◆ PROBLEM TO SOLVE
Please filter the entries and return only the lines that include "DuplicatePolicy".

▬▬▬▬▬▬

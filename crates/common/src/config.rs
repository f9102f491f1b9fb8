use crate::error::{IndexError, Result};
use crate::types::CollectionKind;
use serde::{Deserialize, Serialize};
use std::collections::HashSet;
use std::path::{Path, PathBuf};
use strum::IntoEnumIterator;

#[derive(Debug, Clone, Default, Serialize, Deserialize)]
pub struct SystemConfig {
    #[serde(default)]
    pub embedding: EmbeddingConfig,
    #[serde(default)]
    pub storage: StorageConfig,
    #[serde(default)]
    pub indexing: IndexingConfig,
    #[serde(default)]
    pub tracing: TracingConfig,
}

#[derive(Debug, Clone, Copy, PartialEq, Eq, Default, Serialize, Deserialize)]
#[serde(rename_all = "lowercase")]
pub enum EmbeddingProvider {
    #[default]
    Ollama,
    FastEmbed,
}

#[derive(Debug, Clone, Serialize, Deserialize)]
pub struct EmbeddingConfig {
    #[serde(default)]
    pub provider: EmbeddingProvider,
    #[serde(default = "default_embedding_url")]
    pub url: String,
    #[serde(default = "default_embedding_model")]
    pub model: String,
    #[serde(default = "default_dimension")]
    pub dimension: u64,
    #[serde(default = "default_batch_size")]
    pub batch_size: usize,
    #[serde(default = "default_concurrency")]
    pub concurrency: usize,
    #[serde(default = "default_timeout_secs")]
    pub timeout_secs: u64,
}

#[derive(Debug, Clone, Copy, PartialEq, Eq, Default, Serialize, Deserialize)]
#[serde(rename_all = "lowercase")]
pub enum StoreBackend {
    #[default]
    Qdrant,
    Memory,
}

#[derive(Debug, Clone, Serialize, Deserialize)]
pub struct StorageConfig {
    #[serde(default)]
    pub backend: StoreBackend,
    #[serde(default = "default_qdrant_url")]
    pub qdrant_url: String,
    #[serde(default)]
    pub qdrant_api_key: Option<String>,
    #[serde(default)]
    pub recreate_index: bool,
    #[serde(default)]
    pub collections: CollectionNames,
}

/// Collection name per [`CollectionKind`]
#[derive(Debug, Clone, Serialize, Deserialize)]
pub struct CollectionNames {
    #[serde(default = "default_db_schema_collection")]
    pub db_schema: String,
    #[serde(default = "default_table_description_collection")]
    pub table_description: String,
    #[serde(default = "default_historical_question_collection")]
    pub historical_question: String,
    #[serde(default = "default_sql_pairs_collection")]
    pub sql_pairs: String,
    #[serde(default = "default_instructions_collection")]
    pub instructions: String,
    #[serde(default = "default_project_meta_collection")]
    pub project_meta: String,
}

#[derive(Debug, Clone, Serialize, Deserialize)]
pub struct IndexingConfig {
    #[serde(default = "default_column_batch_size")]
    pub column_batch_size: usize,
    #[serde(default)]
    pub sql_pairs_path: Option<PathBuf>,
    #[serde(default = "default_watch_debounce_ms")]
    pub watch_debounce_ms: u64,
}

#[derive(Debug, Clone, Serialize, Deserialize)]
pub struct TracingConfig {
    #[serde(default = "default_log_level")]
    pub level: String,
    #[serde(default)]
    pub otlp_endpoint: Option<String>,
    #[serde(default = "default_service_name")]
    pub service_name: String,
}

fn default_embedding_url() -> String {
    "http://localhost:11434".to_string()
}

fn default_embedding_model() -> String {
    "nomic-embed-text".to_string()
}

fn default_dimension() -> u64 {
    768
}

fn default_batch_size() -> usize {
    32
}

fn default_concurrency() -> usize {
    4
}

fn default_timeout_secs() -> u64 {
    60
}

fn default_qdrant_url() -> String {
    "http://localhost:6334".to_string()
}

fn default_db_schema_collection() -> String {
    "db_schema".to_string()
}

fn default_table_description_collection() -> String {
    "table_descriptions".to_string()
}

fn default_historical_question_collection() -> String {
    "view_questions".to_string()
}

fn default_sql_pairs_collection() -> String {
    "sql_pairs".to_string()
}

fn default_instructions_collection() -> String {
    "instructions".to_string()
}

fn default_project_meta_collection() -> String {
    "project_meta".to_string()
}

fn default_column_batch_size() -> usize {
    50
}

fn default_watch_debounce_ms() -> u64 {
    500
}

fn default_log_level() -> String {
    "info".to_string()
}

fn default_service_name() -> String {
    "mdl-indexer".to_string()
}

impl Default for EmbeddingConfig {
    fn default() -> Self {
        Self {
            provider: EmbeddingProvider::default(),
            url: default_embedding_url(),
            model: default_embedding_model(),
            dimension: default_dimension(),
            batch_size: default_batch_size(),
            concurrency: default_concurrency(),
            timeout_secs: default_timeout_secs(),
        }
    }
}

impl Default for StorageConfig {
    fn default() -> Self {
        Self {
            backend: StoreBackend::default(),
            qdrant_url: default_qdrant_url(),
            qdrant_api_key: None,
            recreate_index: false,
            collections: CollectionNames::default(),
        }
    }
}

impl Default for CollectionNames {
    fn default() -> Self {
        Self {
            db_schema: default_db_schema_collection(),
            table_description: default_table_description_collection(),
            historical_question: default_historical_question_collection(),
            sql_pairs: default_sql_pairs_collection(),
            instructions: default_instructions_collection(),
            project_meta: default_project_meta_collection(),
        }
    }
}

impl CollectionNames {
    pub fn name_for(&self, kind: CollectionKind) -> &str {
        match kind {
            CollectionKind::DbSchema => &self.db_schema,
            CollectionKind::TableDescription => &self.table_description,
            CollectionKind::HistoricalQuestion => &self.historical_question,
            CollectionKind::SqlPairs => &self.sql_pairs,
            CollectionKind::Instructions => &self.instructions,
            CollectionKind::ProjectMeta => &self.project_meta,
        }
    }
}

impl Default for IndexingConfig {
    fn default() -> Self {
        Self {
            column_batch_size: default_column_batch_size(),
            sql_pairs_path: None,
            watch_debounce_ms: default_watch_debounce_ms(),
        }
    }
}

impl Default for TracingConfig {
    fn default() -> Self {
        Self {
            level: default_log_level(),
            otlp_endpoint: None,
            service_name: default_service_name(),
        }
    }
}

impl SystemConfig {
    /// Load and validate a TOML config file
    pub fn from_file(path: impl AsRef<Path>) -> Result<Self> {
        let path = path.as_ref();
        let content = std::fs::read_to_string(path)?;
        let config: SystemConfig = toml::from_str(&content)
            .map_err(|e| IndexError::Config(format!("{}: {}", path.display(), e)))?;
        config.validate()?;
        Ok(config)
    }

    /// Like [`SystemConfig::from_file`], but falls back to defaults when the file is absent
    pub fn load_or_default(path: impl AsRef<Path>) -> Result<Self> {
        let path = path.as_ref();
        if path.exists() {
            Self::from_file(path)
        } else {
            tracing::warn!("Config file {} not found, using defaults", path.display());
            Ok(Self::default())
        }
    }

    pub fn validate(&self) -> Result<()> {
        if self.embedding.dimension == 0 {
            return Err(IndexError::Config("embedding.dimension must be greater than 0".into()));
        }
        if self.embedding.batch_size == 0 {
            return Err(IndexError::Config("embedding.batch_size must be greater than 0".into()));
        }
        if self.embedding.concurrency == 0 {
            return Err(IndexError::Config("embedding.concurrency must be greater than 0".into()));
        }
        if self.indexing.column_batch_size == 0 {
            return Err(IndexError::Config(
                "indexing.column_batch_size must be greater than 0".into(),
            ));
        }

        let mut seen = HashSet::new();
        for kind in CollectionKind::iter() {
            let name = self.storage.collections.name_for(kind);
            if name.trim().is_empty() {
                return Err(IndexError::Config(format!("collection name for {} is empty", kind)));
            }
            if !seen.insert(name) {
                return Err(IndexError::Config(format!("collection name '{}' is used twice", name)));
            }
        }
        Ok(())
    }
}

▬▬▬▬▬▬

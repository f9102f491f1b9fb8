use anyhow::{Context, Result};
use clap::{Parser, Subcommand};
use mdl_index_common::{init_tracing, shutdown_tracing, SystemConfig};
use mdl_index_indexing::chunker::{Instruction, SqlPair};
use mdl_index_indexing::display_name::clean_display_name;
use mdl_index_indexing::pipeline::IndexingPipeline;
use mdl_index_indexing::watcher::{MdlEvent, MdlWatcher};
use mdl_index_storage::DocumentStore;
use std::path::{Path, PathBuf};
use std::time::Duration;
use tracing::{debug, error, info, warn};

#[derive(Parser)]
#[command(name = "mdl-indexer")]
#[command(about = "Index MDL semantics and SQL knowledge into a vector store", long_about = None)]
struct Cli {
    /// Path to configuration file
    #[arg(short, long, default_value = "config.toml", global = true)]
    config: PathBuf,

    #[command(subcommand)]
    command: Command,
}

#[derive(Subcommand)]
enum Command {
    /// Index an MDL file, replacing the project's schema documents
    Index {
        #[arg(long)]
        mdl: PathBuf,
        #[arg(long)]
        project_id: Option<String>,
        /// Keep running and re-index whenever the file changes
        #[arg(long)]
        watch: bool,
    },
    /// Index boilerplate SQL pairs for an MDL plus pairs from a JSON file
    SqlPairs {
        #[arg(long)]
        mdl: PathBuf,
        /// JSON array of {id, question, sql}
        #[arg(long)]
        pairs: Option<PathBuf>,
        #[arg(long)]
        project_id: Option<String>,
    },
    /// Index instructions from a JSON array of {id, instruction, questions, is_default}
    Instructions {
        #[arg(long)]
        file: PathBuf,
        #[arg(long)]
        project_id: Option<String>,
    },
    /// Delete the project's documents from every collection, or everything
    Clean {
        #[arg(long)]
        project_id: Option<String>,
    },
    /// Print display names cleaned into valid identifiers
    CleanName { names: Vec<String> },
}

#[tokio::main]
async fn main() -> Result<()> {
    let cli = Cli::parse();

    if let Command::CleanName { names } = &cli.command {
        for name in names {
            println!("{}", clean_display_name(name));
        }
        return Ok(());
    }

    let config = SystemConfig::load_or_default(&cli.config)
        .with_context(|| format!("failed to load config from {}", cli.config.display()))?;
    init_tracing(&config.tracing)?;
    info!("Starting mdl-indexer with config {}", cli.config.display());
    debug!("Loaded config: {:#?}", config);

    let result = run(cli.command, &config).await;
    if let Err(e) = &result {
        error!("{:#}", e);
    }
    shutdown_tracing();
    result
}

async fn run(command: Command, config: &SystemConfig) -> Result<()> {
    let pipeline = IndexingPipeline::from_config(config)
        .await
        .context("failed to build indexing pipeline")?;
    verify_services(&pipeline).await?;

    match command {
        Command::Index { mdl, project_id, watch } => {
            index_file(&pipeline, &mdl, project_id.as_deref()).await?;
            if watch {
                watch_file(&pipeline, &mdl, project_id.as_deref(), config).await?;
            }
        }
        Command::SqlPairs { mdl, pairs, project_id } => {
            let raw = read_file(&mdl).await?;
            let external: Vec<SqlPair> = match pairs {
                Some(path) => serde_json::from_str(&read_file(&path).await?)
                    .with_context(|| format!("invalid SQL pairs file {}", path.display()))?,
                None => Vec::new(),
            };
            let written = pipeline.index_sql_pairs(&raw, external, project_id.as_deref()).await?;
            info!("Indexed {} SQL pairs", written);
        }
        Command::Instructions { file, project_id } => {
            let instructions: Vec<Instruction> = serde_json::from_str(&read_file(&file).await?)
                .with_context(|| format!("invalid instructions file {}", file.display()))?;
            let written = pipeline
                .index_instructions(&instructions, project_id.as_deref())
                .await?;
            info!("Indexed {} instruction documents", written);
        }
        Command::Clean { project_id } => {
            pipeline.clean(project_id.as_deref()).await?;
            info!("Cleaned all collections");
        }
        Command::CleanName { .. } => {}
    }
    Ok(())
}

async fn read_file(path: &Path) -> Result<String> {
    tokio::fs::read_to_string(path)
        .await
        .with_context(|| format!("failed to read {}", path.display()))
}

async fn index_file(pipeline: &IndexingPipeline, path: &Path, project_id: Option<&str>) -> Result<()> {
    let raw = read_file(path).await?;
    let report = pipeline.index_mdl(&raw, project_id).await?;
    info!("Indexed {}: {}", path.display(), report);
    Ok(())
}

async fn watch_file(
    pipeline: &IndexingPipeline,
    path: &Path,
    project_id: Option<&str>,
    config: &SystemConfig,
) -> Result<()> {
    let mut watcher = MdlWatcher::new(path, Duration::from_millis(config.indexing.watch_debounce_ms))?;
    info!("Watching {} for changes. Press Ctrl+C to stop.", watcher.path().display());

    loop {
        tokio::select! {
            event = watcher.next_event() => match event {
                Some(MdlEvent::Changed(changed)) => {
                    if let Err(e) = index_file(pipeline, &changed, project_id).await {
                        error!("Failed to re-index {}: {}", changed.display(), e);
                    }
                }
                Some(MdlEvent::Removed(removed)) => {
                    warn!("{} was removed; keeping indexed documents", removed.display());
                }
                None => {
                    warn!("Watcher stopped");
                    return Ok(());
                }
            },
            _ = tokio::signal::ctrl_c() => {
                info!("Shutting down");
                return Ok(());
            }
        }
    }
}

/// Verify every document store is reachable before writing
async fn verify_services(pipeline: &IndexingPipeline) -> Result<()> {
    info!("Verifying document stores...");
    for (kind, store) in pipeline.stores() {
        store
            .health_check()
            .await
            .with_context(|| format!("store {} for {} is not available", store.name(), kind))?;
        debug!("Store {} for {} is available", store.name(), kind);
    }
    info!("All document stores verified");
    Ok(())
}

▬▬▬▬▬▬

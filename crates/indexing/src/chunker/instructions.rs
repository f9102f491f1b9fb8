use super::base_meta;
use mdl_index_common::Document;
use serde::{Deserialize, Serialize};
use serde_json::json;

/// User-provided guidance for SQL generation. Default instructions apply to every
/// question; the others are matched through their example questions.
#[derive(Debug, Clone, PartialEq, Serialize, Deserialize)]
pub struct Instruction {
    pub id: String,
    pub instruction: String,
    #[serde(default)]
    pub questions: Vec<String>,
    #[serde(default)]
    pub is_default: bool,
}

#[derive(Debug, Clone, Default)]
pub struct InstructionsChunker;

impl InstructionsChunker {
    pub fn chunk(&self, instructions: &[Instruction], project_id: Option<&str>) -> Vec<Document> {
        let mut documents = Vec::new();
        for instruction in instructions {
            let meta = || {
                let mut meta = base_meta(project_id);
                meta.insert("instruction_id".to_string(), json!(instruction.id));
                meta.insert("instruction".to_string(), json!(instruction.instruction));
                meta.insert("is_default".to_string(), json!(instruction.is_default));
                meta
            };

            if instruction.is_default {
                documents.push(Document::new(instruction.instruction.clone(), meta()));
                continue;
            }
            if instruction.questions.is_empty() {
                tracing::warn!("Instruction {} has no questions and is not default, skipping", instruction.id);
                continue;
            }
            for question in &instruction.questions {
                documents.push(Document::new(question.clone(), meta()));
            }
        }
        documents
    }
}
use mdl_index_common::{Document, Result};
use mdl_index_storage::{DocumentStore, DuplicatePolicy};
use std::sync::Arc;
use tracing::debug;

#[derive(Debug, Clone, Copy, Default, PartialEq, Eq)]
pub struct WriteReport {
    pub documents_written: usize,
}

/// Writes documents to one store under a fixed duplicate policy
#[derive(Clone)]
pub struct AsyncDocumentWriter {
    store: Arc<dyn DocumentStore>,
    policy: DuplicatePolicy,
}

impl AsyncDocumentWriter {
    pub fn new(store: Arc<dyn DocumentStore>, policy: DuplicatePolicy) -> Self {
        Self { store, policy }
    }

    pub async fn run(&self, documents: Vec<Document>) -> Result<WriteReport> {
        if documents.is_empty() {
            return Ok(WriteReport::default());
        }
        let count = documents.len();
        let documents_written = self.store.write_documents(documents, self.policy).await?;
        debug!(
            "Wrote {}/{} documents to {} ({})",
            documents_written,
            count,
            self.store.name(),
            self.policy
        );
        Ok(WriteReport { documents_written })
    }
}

▬▬▬▬▬▬

◆ RESPONSE TO THE EXERCISE
use mdl_index_storage::{DocumentStore, DuplicatePolicy};
    policy: DuplicatePolicy,
    pub fn new(store: Arc<dyn DocumentStore>, policy: DuplicatePolicy) -> Self {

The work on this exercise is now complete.